Rymden - stock.adobe.com
Quarterly and full-year numbers from the likes of Computacenter, Softcat and Bytes are always pored over by market watchers, but more so now given the uncertain economic climate.
Updates provide investors and the rest of the channel an opportunity to gauge how inflation, high energy prices and general trepidation about IT spending are impacting financial performance.
Computacenter gave those market watchers plenty of food for thought as it released a pre-close trading update covering its fiscal year that ended on 31 December 2022.
The firm managed to close out the year with a strong fourth quarter and is set to add another fiscal year of growth to the growing tally.
“Computacenter finished the year with a record fourth quarter, which will result in an 18th consecutive year of underlying adjusted diluted earnings per share growth, and a 2022 full-year result which is slightly ahead of the guidance given by the group in its Q3 Trading Update,” the business stated in the update.

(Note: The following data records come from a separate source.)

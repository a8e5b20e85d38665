//! Conway's Game of Life on a fixed, non-wrapping board.
//!
//! [`Board`] owns the cells and computes generations; [`GameConfig`] carries the
//! board layout and timing read from a properties file.

pub mod board;
pub mod cell;
pub mod config;
pub mod error;

pub use board::Board;
pub use cell::Cell;
pub use config::GameConfig;
pub use error::{Error, Result};
// board.rs - The board and the generation step

use std::collections::hash_map::DefaultHasher;
use std::hash::{Hash, Hasher};

use tracing::{debug, info, trace};

use crate::cell::Cell;
use crate::config::{pixel_extent, GameConfig};
use crate::error::{Error, Result};

/// A fixed-size Game of Life board.
///
/// Cells are stored row-major and addressed by `(col, row)`. The board keeps two
/// buffers: `step` reads the current generation and writes the next one into the
/// scratch buffer, then swaps them, so no cell ever sees a neighbour from the
/// generation being computed.
///
/// `alive_cells + dead_cells == width * height` holds after every public call.
#[derive(Debug, Clone)]
pub struct Board {
    width       : usize,
    height      : usize,
    cell_size   : u32,
    cells       : Vec<Cell>,
    next_cells  : Vec<Cell>,
    playing     : bool,
    alive_cells : usize,
    dead_cells  : usize,
    cycles      : u64,
}

impl Board {
    /// Build and initialize a board. Zero-sized boards or cells are rejected, and so
    /// are boards whose pixel extent does not fit in a `u32`.
    pub fn new(width: usize, height: usize, cell_size: u32) -> Result<Self> {
        if width == 0 {
            return Err(Error::InvalidDimension { name: "width" });
        }
        if height == 0 {
            return Err(Error::InvalidDimension { name: "height" });
        }
        if cell_size == 0 {
            return Err(Error::InvalidDimension { name: "cell size" });
        }
        if pixel_extent(width, cell_size).is_none() {
            return Err(Error::TooLarge { name: "width" });
        }
        if pixel_extent(height, cell_size).is_none() {
            return Err(Error::TooLarge { name: "height" });
        }

        let mut board = Self {
            width,
            height,
            cell_size,
            cells: Vec::new(),
            next_cells: Vec::new(),
            playing: false,
            alive_cells: 0,
            dead_cells: 0,
            cycles: 0,
        };
        board.initialize();
        Ok(board)
    }

    pub fn from_config(config: &GameConfig) -> Result<Self> {
        Self::new(config.hcells, config.vcells, config.cell)
    }

    /// Populate the grid with dead cells laid out on `cell_size` pixel steps and
    /// reset every counter and the playing flag.
    pub fn initialize(&mut self) {
        info!(
            "Init the board: width={}; height={}; cell_size={}",
            self.width, self.height, self.cell_size
        );

        let size = self.cell_size;
        self.cells = (0..self.height)
            .flat_map(|row| (0..self.width).map(move |col| (col, row)))
            .map(|(col, row)| Cell::new(col as u32 * size, row as u32 * size, size, size, false))
            .collect();
        self.next_cells = self.cells.clone();

        self.playing = false;
        self.alive_cells = 0;
        self.dead_cells = self.width * self.height;
        self.cycles = 0;
    }

    /// Advance one generation.
    pub fn step(&mut self) {
        let mut births = 0;
        let mut deaths = 0;

        for row in 0..self.height {
            for col in 0..self.width {
                let index = self.index(col, row);
                let current = self.cells[index];
                let neighbours = self.count_neighbours(col, row);

                let alive = match (current.is_alive(), neighbours) {
                    (true, 2) | (true, 3) => true,   // Survival
                    (false, 3)            => true,   // Birth
                    _                     => false,  // Death or stays dead
                };

                if current.is_alive() && !alive {
                    trace!(col, row, neighbours, "Die!");
                    self.count_dead_cell();
                    deaths += 1;
                } else if !current.is_alive() && alive {
                    trace!(col, row, neighbours, "Come to life!");
                    self.count_alive_cell();
                    births += 1;
                }

                self.next_cells[index] = current.next_state(alive);
            }
        }

        std::mem::swap(&mut self.cells, &mut self.next_cells);
        self.cycles += 1;

        debug!(
            cycle = self.cycles,
            births,
            deaths,
            alive = self.alive_cells,
            "Generation computed"
        );
    }

    /// Kill every cell in place and zero the counters. The playing flag is untouched.
    pub fn clean_board(&mut self) {
        info!("Clean board.");
        for cell in &mut self.cells {
            cell.set_alive(false);
        }

        self.alive_cells = 0;
        self.dead_cells = self.width * self.height;
        self.cycles = 0;
    }

    /// Clear request from the player: always pauses first.
    pub fn clear(&mut self) {
        self.stop();
        self.clean_board();
    }

    /// Cell under a pixel position relative to the board origin.
    pub fn get_cell(&self, x: f32, y: f32) -> Option<&Cell> {
        self.locate(x, y).and_then(|(col, row)| self.cell(col, row))
    }

    /// Grid coordinate under a pixel position, `None` outside the grid.
    pub fn locate(&self, x: f32, y: f32) -> Option<(usize, usize)> {
        let size = self.cell_size as f32;
        let col = (x / size).floor();
        let row = (y / size).floor();

        // Also rejects NaN
        if !(col >= 0.0 && row >= 0.0) {
            return None;
        }

        let (col, row) = (col as usize, row as usize);
        (col < self.width && row < self.height).then_some((col, row))
    }

    pub fn cell(&self, col: usize, row: usize) -> Option<&Cell> {
        self.in_bounds(col, row).then(|| &self.cells[self.index(col, row)])
    }

    pub fn is_alive(&self, col: usize, row: usize) -> bool {
        self.cell(col, row).is_some_and(Cell::is_alive)
    }

    /// Set one cell's state, keeping the counters in step.
    /// Returns the previous state, or `None` if the coordinate is off the board.
    pub fn set_alive(&mut self, col: usize, row: usize, alive: bool) -> Option<bool> {
        if !self.in_bounds(col, row) {
            return None;
        }

        let index = self.index(col, row);
        let was_alive = self.cells[index].is_alive();
        if was_alive != alive {
            self.cells[index].set_alive(alive);
            if alive {
                self.count_alive_cell();
            } else {
                self.count_dead_cell();
            }
        }
        Some(was_alive)
    }

    /// Flip one cell. Returns its new state.
    pub fn toggle(&mut self, col: usize, row: usize) -> Option<bool> {
        let alive = !self.cell(col, row)?.is_alive();
        self.set_alive(col, row, alive)?;
        Some(alive)
    }

    /// Flip the cell under a pixel position. Returns its new state.
    pub fn toggle_at(&mut self, x: f32, y: f32) -> Option<bool> {
        let (col, row) = self.locate(x, y)?;
        let alive = self.toggle(col, row)?;
        debug!("Set {} on {}, {}", if alive { "alive" } else { "dead" }, x, y);
        Some(alive)
    }

    /// Fill the board with a deterministic soup (about a third alive) derived from
    /// `seed`. Resets the cycle counter.
    pub fn randomize(&mut self, seed: u64) {
        let mut hasher = DefaultHasher::new();
        seed.hash(&mut hasher);
        let mut state = hasher.finish();

        for row in 0..self.height {
            for col in 0..self.width {
                state = state.wrapping_mul(6364136223846793005).wrapping_add(1442695040888963407);
                self.set_alive(col, row, (state >> 33) % 3 == 0);
            }
        }
        self.cycles = 0;
        info!("Randomized board: {} alive cells", self.alive_cells);
    }

    /// One more alive cell, one fewer dead. Saturates when no dead cell is left,
    /// so the two tallies always add up to the board size.
    pub fn count_alive_cell(&mut self) {
        if self.dead_cells > 0 {
            self.dead_cells -= 1;
            self.alive_cells += 1;
        }
    }

    /// One more dead cell, one fewer alive. Saturates at zero alive cells.
    pub fn count_dead_cell(&mut self) {
        if self.alive_cells > 0 {
            self.alive_cells -= 1;
            self.dead_cells += 1;
        }
    }

    /// Alive cells among the up to eight neighbours of `(col, row)`. The board does
    /// not wrap: neighbours past an edge do not exist.
    pub fn alive_neighbours(&self, col: usize, row: usize) -> Option<u8> {
        self.in_bounds(col, row).then(|| self.count_neighbours(col, row))
    }

    fn count_neighbours(&self, col: usize, row: usize) -> u8 {
        let mut count = 0;
        for r in row.saturating_sub(1)..=(row + 1).min(self.height - 1) {
            for c in col.saturating_sub(1)..=(col + 1).min(self.width - 1) {
                if (c, r) != (col, row) && self.cells[self.index(c, r)].is_alive() {
                    count += 1;
                }
            }
        }
        count
    }

    pub fn start(&mut self) {
        if !self.playing {
            info!("Start!");
            self.playing = true;
        }
    }

    pub fn stop(&mut self) {
        if self.playing {
            info!("Stop!");
            self.playing = false;
        }
    }

    pub fn toggle_playing(&mut self) {
        if self.playing { self.stop() } else { self.start() }
    }

    pub fn set_playing(&mut self, playing: bool) {
        if playing { self.start() } else { self.stop() }
    }

    pub fn is_playing(&self) -> bool { self.playing }
    pub fn width(&self) -> usize { self.width }
    pub fn height(&self) -> usize { self.height }
    pub fn cell_size(&self) -> u32 { self.cell_size }
    pub fn alive_cells(&self) -> usize { self.alive_cells }
    pub fn dead_cells(&self) -> usize { self.dead_cells }
    pub fn cycles(&self) -> u64 { self.cycles }

    /// Read-only view of the current generation, row-major.
    pub fn cells(&self) -> &[Cell] {
        &self.cells
    }

    /// Every cell with its `(col, row)` coordinate.
    pub fn iter(&self) -> impl Iterator<Item = ((usize, usize), &Cell)> + '_ {
        self.cells
            .iter()
            .enumerate()
            .map(move |(i, cell)| ((i % self.width, i / self.width), cell))
    }

    /// Coordinates of the living cells, row by row.
    pub fn alive_positions(&self) -> Vec<(usize, usize)> {
        self.iter()
            .filter(|(_, cell)| cell.is_alive())
            .map(|(pos, _)| pos)
            .collect()
    }

    fn in_bounds(&self, col: usize, row: usize) -> bool {
        col < self.width && row < self.height
    }

    fn index(&self, col: usize, row: usize) -> usize {
        row * self.width + col
    }
}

The strength of the US dollar contributed to the business but there were warnings that economic headwinds were having an impact.
Technology sourcing product sales were “extremely buoyant to the end of the year” and the firm also saw its services revenues hold up. Margin performance on that side of the business was impacted by a number of factors, including inflationary pressure, and that is set to continue this year.
Computacenter also provided an update on inventory levels and indicated that, after budding up stocks to deal with supply chain issues, the situation had improved in the back end of 2022 and would ease further as it moved deeper into a fresh fiscal year: “We expect our levels of inventory to reduce further in 2023, towards historical normal levels, as this trend continues.”
The impact of the coronavirus pandemic was reported to have “washed through” the results, with trading having returned to a normal footing.
Pre-tax profits dropped by almost 6% in the first half when compared to the previous period, but the update signalled that there had been a strong rebound in the second half of the year and that momentum was been carried through into the start of 2023.
Acquisitions the firm has made, particularly in the US, have contributed to the bottom line, and the update also talked up the prospects for the year ahead.
“Computacenter has an ambitious investment programme within the business, particularly in systems, to enhance our competitive position and sustain our long-term performance. Despite the uncertain macroeconomic outlook within a number of our core countries, and our substantial investment programme, we expect 2023 to be another year of progress,” the firm stated.
“We are encouraged by our customers’ continued investment in technology, and we are as bullish as we have ever been about our target market and competitive positioning,” it added.